2019 Volume 35 Issue 2 Pages 304-310
CASE: A 68-year-old gravida 1, para 1 underwent computed tomography (CT) for the evaluation of ischemic enteritis. CT revealed enlarged right-sided pelvic lymph nodes measuring 25 mm and 12 mm. A malignant tumor was suspected based on positron emission tomography-CT and transvaginal cytology testing. Examination of the uterus did not reveal any findings suggestive of malignancy. Laparoscopic lymphadenectomy was performed to establish a conclusive diagnosis. The uterus and adnexa showed no abnormalities.
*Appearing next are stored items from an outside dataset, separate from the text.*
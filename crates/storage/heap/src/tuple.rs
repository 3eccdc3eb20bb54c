//! Tuples are encoded on disk as attribute values joined by single spaces;
//! attribute identity comes from the table schema's declaration order, not
//! from any on-disk type tag.

/// Encodes an ordered list of attribute values into a single tuple record.
pub fn encode<S: AsRef<str>>(values: &[S]) -> String {
    values
        .iter()
        .map(AsRef::as_ref)
        .collect::<Vec<_>>()
        .join(" ")
}

/// Splits a stored tuple record back into its attribute values.
pub fn decode(record: &str) -> Vec<String> {
    record.split(' ').map(str::to_string).collect()
}

#[cfg(test)]
mod tests {
    use super::*;

    #[test]
    fn encode_then_decode_preserves_values() {
        let values = vec!["1".to_string(), "alice".to_string(), "nyc".to_string()];
        let record = encode(&values);
        assert_eq!(record, "1 alice nyc");
        assert_eq!(decode(&record), values);
    }
}
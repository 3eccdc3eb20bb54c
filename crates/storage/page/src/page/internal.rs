use crate::HEADER_SIZE;
use crate::errors::page_error::{PageResult, WithPageId};
use crate::errors::page_op_error::PageOpError;
use crate::errors::slot_error::SlotError;
use crate::page::Page;
use crate::slot::SLOT_SIZE;
use crate::slot_array::{SlotArrayMut, SlotArrayRef};

impl Page {
    /// Returns an immutable view of the slot directory.
    #[inline]
    pub(crate) fn slot_array_ref(&self) -> Result<SlotArrayRef<'_>, SlotError> {
        let num_slots = self.header_ref()?.get_num_slots()?;
        let end = HEADER_SIZE + num_slots as usize * SLOT_SIZE;
        SlotArrayRef::new(&self.data[HEADER_SIZE..end], num_slots)
    }

    /// Returns a mutable view of the slot directory.
    #[inline]
    pub(crate) fn slot_array_mut(&mut self) -> Result<SlotArrayMut<'_>, SlotError> {
        let num_slots = self.header_ref()?.get_num_slots()?;
        let end = HEADER_SIZE + num_slots as usize * SLOT_SIZE;
        SlotArrayMut::new(&mut self.data[HEADER_SIZE..end], num_slots)
    }

    /// Looks for an existing unused slot to reuse. Returns `None` when every
    /// allocated slot is currently in use (a new slot must be appended).
    pub(super) fn find_free_slot(&self) -> Result<Option<u32>, SlotError> {
        let num_free_slots = self.header_ref()?.get_num_free_slots()?;
        if num_free_slots == 0 {
            return Ok(None);
        }

        let slot_array = self.slot_array_ref()?;
        let num_slots = self.header_ref()?.get_num_slots()?;
        for index in 0..num_slots as u32 {
            if !slot_array.slot_ref(index)?.used() {
                return Ok(Some(index));
            }
        }
        Ok(None)
    }

    pub(super) fn free_space_internal(
        &self,
    ) -> Result<usize, crate::errors::header_error::HeaderError> {
        let header = self.header_ref()?;
        Ok((header.get_free_space_upper_bound()? - header.get_free_space_lower_bound()?) as usize)
    }
}

impl Page {
    /// Number of bytes available for new records and slot-directory growth.
    pub fn free_space(&self) -> PageResult<usize> {
        self.free_space_internal()
            .map_err(PageOpError::from)
            .with_page_id(self.page_id)
    }

    /// Whether a record of `record_len` bytes would currently fit, including
    /// the cost of a new slot directory entry if no deleted slot can be
    /// reused.
    pub fn has_space_for(&self, record_len: usize) -> PageResult<bool> {
        self.has_space_for_internal(record_len)
            .map_err(PageOpError::from)
            .with_page_id(self.page_id)
    }

    fn has_space_for_internal(
        &self,
        record_len: usize,
    ) -> Result<bool, crate::errors::header_error::HeaderError> {
        let free_slot_available = self.header_ref()?.get_num_free_slots()? > 0;
        let required = record_len + if free_slot_available { 0 } else { SLOT_SIZE };
        Ok(self.free_space_internal()? >= required)
    }

    /// The page number of this page, as recorded in its own header.
    pub fn page_number(&self) -> PageResult<u32> {
        self.header_ref()
            .and_then(|h| h.get_current_page_number())
            .map_err(PageOpError::from)
            .with_page_id(self.page_id)
    }

    /// The page number of the next page in this page's heap file chain, or
    /// `0` if this is the last page.
    pub fn next_page_number(&self) -> PageResult<u32> {
        self.header_ref()
            .and_then(|h| h.get_next_page_number())
            .map_err(PageOpError::from)
            .with_page_id(self.page_id)
    }

    /// Sets the page number of the next page in this page's heap file chain.
    pub fn set_next_page_number(&mut self, next: u32) -> PageResult<()> {
        let page_id = self.page_id;
        self.header_mut()
            .and_then(|mut h| h.set_next_page_number(next))
            .map_err(PageOpError::from)
            .with_page_id(page_id)
    }

    /// Finds the next used slot at or after the given zero-based index,
    /// returning its 1-based slot number. Used to iterate live records in
    /// ascending slot-number order.
    pub fn next_used_slot(&self, after: Option<u16>) -> PageResult<Option<u16>> {
        self.next_used_slot_internal(after)
            .map_err(PageOpError::from)
            .with_page_id(self.page_id)
    }

    fn next_used_slot_internal(&self, after: Option<u16>) -> Result<Option<u16>, SlotError> {
        let num_slots = self.header_ref()?.get_num_slots()?;
        let slot_array = self.slot_array_ref()?;
        let start = after.map(|s| s as u32).unwrap_or(0);
        for index in start..num_slots as u32 {
            if slot_array.slot_ref(index)?.used() {
                return Ok(Some(index as u16 + 1));
            }
        }
        Ok(None)
    }
}
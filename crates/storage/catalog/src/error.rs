//! Errors produced while parsing or registering table schemas.

use thiserror::Error;

/// An error encountered while tokenizing or parsing a SQL statement, or
/// while registering the resulting schema with a [`crate::Catalog`].
#[derive(Debug, Error)]
pub enum SchemaError {
    /// The statement did not match the grammar this crate understands.
    #[error("{0}")]
    Parse(String),

    /// A `CREATE TABLE` named a table that already exists in the catalog.
    #[error("table `{0}` already exists")]
    TableAlreadyExists(String),

    /// A lookup named a table the catalog has no schema for.
    #[error("table `{0}` is not registered")]
    UnknownTable(String),
}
Laparoscopic ultrasonography was useful for the evaluation of blood flow to the lymph nodes. The lymph node measuring 25 mm was located on the dorsal aspect of the right obturator nerve and showed adhesions with surrounding tissues. This lymph node (25 mm in size) was removed; however, the lymph node measuring 12 mm could not be identified and was not removed. Histopathological diagnosis of the resected lymph node showed squamous cell carcinoma (SCC). Postoperative review did not reveal any primary tumor. Histopathological examination of the resected lymph node confirmed metastatic SCC from an unknown primary carcinoma. The patient was treated with total pelvic radiation.
Conclusion: Laparoscopic lymphadenectomy is useful for histopathological diagnosis and postoperative decision-making regarding optimal treatment for deep-seated lesions such as pelvic lymph nodes. Notably, laparoscopic ultrasonography enables evaluation of blood flow, which is useful.